ガチのガッツポーズと半分涙を流しながら「ヨカッダぁぁ」と声が漏れた。

レディットでも、有識者っぽい方のZennでも葛藤しているようだけど進展なく、諦めるとの記事だけ。
そこへ、綺麗な読めない英語文章での丁寧すぎる天の一声。
僕は、17000円を、取り戻した。


⚙VIAでの最終確認

VIAを開く。
渡されたJSONを読み込む。
キーテストを押す。

Esc、反応。
A、反応。
右側のEnter、反応。

全部反応した。

机の上で手を握りしめて、
泣きながら「全部…いった…!」とつぶやいた。


📚️結果と学び

  • Split65 のファームウェアは 左右独立して存在する
  • DFUモード突入は スペース下の2穴を短絡
  • 書き込み後は Flash completereset を実行
  • カスタマーサポート様は偉大
  • 短絡は、ねじりっこの金属でいける

最後に

この復旧を支えてくれたのは、
丁寧に返信してくれた Epomakerのサポートチームと、
「諦めずにもう一度やってみよう」と思えた自分自身。



今、目の前で虹色に光るSplit65を見ながら思う。
あっ、人間諦めなければなんとかなる。
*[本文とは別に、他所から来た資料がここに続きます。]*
// Licensed under the MIT License

//! `latticeflow` CLI (SPEC_FULL §2): `run` builds and drives a demo flow to
//! completion, `status` loads a snapshot and prints the node/status tree,
//! `resume` loads a snapshot and continues driving it.

use std::path::PathBuf;

use clap::{Args, Parser, Subcommand};

use anyhow::Context;

use latticeflow::config::Config;
use latticeflow::error::{FlowError, Result};
use latticeflow::node::{Dependency, NodeId};
use latticeflow::workflow::Workflow;
use latticeflow::Flow;

fn main() {
    tracing_subscriber::fmt()
        .with_env_filter(
            tracing_subscriber::EnvFilter::try_from_default_env()
                .unwrap_or_else(|_| tracing_subscriber::EnvFilter::new("info")),
        )
        .init();

    let args = ToplevelArgs::parse();
    if let Err(err) = args.exec() {
        tracing::error!(%err, "command failed");
        eprintln!("error: {err:?}");
        std::process::exit(1);
    }
}

#[derive(Debug, Parser)]
#[command(name = "latticeflow", about = "Dependency-aware execution engine for DAGs of external scientific-compute jobs")]
struct ToplevelArgs {
    #[command(subcommand)]
    action: Action,
}

impl ToplevelArgs {
    fn exec(self) -> anyhow::Result<()> {
        match self.action {
            Action::Run(a) => a.exec().context("run failed"),
            Action::Status(a) => a.exec().context("status failed"),
            Action::Resume(a) => a.exec().context("resume failed"),
        }
    }
}

#[derive(Debug, Subcommand)]
enum Action {
    /// Build and drive a demo flow to completion, then snapshot it.
    Run(RunArgs),
    /// Load a snapshot and print the node/status tree.
    Status(StatusArgs),
    /// Load a snapshot and continue driving it to completion.
    Resume(ResumeArgs),
}

#[derive(Args, Debug)]
struct RunArgs {
    /// Override the config's root working directory.
    #[arg(long)]
    workdir: Option<PathBuf>,
}

impl RunArgs {
    fn exec(self) -> Result<()> {
        let cfg = Config::load_default()?;
        let workdir = self.workdir.unwrap_or(cfg.workdir()?);

        let mut flow = Flow::new(workdir.clone(), cfg.manager_config());
        demo::register_callbacks(&mut flow);
        demo::build_demo(&mut flow)?;

        flow.run()?;
        latticeflow::persistence::dump(&flow)?;

        print_tree(&flow);
        Ok(())
    }
}

#[derive(Args, Debug)]
struct StatusArgs {
    #[arg(long, default_value = ".")]
    workdir: PathBuf,
}

impl StatusArgs {
    fn exec(self) -> Result<()> {
        let flow = latticeflow::persistence::load(&self.workdir)?;
        print_tree(&flow);
        Ok(())
    }
}

#[derive(Args, Debug)]
struct ResumeArgs {
    #[arg(long, default_value = ".")]
    workdir: PathBuf,
}

impl ResumeArgs {
    fn exec(self) -> Result<()> {
        let mut flow = latticeflow::persistence::load(&self.workdir)?;
        demo::register_callbacks(&mut flow);
        flow.run()?;
        latticeflow::persistence::dump(&flow)?;
        print_tree(&flow);
        Ok(())
    }
}

fn print_tree(flow: &Flow) {
    for (i, wf) in flow.workflows.iter().enumerate() {
        println!("work_{i} [{}] {}", wf.id(), wf.core.status);
        for (j, task) in wf.tasks.iter().enumerate() {
            println!("  task_{j} [{}] {}", task.id(), task.core.status);
        }
    }
}

/// A minimal concrete flow + callback, standing in for the real
/// domain-specific workflows this engine would drive (e.g. an SCF -> NSCF
/// band-structure chain). Exists so `run`/`resume` have something real to
/// build and so `register_callback_fn` has a registered key to resolve
/// after a snapshot load.
mod demo {
    use super::*;

    pub fn register_callbacks(flow: &mut Flow) {
        flow.register_callback_fn("demo::spawn_followup", spawn_followup);
    }

    pub fn build_demo(flow: &mut Flow) -> Result<()> {
        let scf_id = flow.alloc_id();
        let nscf_id = flow.alloc_id();
        let mut wf = Workflow::new(flow.alloc_id());
        wf.register(
            scf_id,
            serde_json::json!({"deck": "scf"}),
            Vec::new(),
            vec!["DEN"],
            1,
        );
        wf.register(
            nscf_id,
            serde_json::json!({"deck": "nscf"}),
            vec![Dependency::new(scf_id, ["DEN"])],
            vec!["WFK"],
            1,
        );
        let wf_id = flow.register_work(wf, Vec::new())?;

        flow.register_callback(
            "demo::spawn_followup",
            vec![wf_id],
            serde_json::Value::Null,
        )?;
        Ok(())
    }

    /// Populate the callback's empty workflow with one more task once its
    /// upstream workflow reaches S_OK (spec §4.4: "just-in-time workflow
    /// synthesis").
    fn spawn_followup(flow: &mut Flow, work_id: NodeId, _user_data: &serde_json::Value) -> Result<()> {
        let idx = flow
            .workflows
            .iter()
            .position(|w| w.id() == work_id)
            .ok_or_else(|| FlowError::Config(format!("callback workflow {work_id} not found")))?;
        let id = flow.alloc_id();
        flow.workflows[idx].register(
            id,
            serde_json::json!({"deck": "followup"}),
            Vec::new(),
            Vec::<String>::new(),
            1,
        );
        Ok(())
    }
}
そして、こんな機械作れるプロってすげぇ...


✡ この記事の要点まとめ

項目 内容
機種 EPOMAKER Split65 (Flamingo Switch)
ファーム EPOMAKER_Split65_via_v7.hex
DFUツール QMK Toolbox 0.3.1
DFU突入法 スペースキー下の2つの穴を短絡
書込モード WB32 DFU
結果 完全復旧&VIA認識成功

もし同じ状況の人がいたら

僕は言いたい。
「諦めないで」
短絡も、書き込みも、怖いと思うかもしれない。
でも、ほんの1本の針金で、
死んだはずのSplit65が蘇ることがある。
そして、あなたには有能で偉大なカスタマーサポート様がついている。